O senador do PL classificou o relatório como uma tentativa "desesperada" de desviar a atenção e proteger Lula, seu adversário, e o filho dele Fábio Luís da Silva, o Lulinha.
Segundo Flávio, os dois têm responsabilidade direta no caso das "aposentadorias roubadas". Ele alega que o presidente retirou Lulinha do País às pressas e tentou encerrar as investigações da CPMI.

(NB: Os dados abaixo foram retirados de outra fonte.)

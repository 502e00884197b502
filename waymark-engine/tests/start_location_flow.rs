//! Integration test for the start-location preference across a full
//! acquire → confirm → persist → restart cycle.

use std::sync::Arc;
use std::time::Duration;

use waymark_domain::{Coordinate, PositionFix};
use waymark_engine::{EngineConfig, ModeKind, Session};
use waymark_gateways::{StubDialog, StubGeolocation, StubMapView};
use waymark_store::{keys, MemoryKvStore};

struct Harness {
    kv: Arc<MemoryKvStore>,
    sensor: Arc<StubGeolocation>,
    view: Arc<StubMapView>,
    dialog: Arc<StubDialog>,
    session: Session,
}

async fn boot(kv: Arc<MemoryKvStore>) -> Harness {
    let sensor = Arc::new(StubGeolocation::new());
    let view = Arc::new(StubMapView::new());
    let dialog = Arc::new(StubDialog::new());
    let session = Session::bootstrap(
        EngineConfig::default(),
        kv.clone(),
        sensor.clone(),
        view.clone(),
        dialog.clone(),
    )
    .await;
    Harness {
        kv,
        sensor,
        view,
        dialog,
        session,
    }
}

fn fix(lat: f64, lng: f64) -> PositionFix {
    PositionFix::new(Coordinate::new(lat, lng).unwrap())
}

#[tokio::test(start_paused = true)]
async fn test_affirmative_answer_drives_the_next_startup_viewport() {
    let kv = Arc::new(MemoryKvStore::new());

    // First run: a one-shot fix, answered "yes please"
    let first = boot(kv.clone()).await;
    first.sensor.push_position(fix(51.5, -0.12));
    first.dialog.push_confirm(true);

    first.session.locator().locate().await;
    tokio::time::sleep(Duration::from_millis(600)).await;

    assert_eq!(first.dialog.confirm_count(), 1);
    let raw = first.kv.raw(keys::START_AT_LAST_LOCATION).unwrap();
    assert_eq!(raw["startHere"], true);
    assert_eq!(raw["latlng"]["lat"], 51.5);
    first.session.shutdown().await;

    // Restart: the initial viewport is the remembered fix, before any
    // acquisition happens
    let second = boot(kv).await;
    let (center, zoom) = second.view.last_viewport().unwrap();
    assert_eq!(center.lat, 51.5);
    assert_eq!(center.lng, -0.12);
    assert_eq!(zoom, 12.0);

    // And later fixes never re-prompt
    second.sensor.push_position(fix(48.0, 2.0));
    second.session.locator().locate().await;
    tokio::time::sleep(Duration::from_secs(1)).await;
    assert_eq!(second.dialog.confirm_count(), 0);
    assert!(second.session.preference().start_at_last_location());

    second.session.shutdown().await;
}

#[tokio::test(start_paused = true)]
async fn test_negative_answer_keeps_default_viewport_and_asks_next_session() {
    let kv = Arc::new(MemoryKvStore::new());

    let first = boot(kv.clone()).await;
    first.sensor.push_position(fix(51.5, -0.12));
    first.dialog.push_confirm(false);

    first.session.locator().locate().await;
    tokio::time::sleep(Duration::from_millis(600)).await;

    let raw = first.kv.raw(keys::START_AT_LAST_LOCATION).unwrap();
    assert_eq!(raw["startHere"], false);
    first.session.shutdown().await;

    // Restart: default viewport, and a declined preference is asked again
    let second = boot(kv).await;
    let (center, zoom) = second.view.last_viewport().unwrap();
    assert_eq!(center.lat, 42.9758025);
    assert_eq!(zoom, 13.25);

    second.sensor.push_position(fix(51.5, -0.12));
    second.dialog.push_confirm(false);
    second.session.locator().locate().await;
    tokio::time::sleep(Duration::from_secs(1)).await;
    assert_eq!(second.dialog.confirm_count(), 1);

    second.session.shutdown().await;
}

#[tokio::test(start_paused = true)]
async fn test_watch_fixes_share_the_one_shot_preference_flow() {
    let kv = Arc::new(MemoryKvStore::new());
    let h = boot(kv).await;
    h.dialog.push_confirm(true);

    h.session.locator().clone().listen().await;
    assert_eq!(h.session.locator().mode().await, ModeKind::Watching);

    h.sensor.inject_fix(fix(48.8566, 2.3522)).await;
    tokio::time::sleep(Duration::from_millis(600)).await;

    assert_eq!(h.dialog.confirm_count(), 1);
    let raw = h.kv.raw(keys::START_AT_LAST_LOCATION).unwrap();
    assert_eq!(raw["latlng"]["lng"], 2.3522);

    // Further watch fixes recenter but never re-prompt
    h.sensor.inject_fix(fix(48.86, 2.35)).await;
    tokio::time::sleep(Duration::from_secs(1)).await;
    assert_eq!(h.dialog.confirm_count(), 1);
    assert_eq!(h.view.last_viewport().unwrap().0.lat, 48.86);

    h.session.shutdown().await;
}

#[tokio::test(start_paused = true)]
async fn test_interval_mode_prompts_once_per_session() {
    let kv = Arc::new(MemoryKvStore::new());
    let h = boot(kv).await;

    // Enough scripted fixes for several ticks, all answered "No"
    for _ in 0..4 {
        h.sensor.push_position(fix(51.5, -0.12));
    }
    h.dialog.push_confirm(false);

    h.session.locator().clone().listen_interval().await;
    tokio::time::sleep(Duration::from_secs(4)).await;

    // Every tick recentered, but only the first debounced fix prompted
    assert!(h.view.viewports().len() >= 4);
    assert_eq!(h.dialog.confirm_count(), 1);

    h.session.locator().stop_listening().await;
    h.session.shutdown().await;
}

O relatório paralelo dos governistas prevê o indiciamento de 170 pessoas e culpa a gestão do ex-presidente Jair Bolsonaro (PL) por falhas sistemas no controle e omissão para impedir a evolução do esquema fraudulento de descontos associativos em aposentadorias.
Já no parecer final apresentado hoje, o relator da CPI do INSS, deputado Alfredo Gaspar (PL-AL), pediu o indiciamento de Lulinha, do banqueiro Daniel Vorcaro, do Master, do senador Weverton Rocha (PDT-MA), do deputado Euclydes Pettersen (Republicanos-MG), da deputada Gorete Pereira (MDB-CE) e de mais 211 pessoas, mas poupou o irmão do presidente, Frei Chico, por falta de comprovação em atos ilícitos da entidade na qual é vice-presidente, o Sindicato Nacional dos Aposentados, Pensionistas e Idosos (Sindnapi).
Leia a íntegra da nota de Flávio
"O relatório governista não passa de uma tentativa desesperada de desviar a atenção e proteger Lula e o seu filho, o Lulinha. Os dois têm responsabilidade direta no caso das aposentadorias roubadas. Não à toa, Lula tirou o filho do País às pressas e tentou encerrar as investigações da CPMI. Se existe uma organização criminosa nesse caso, o capo está sentado na principal cadeira do Palácio do Planalto."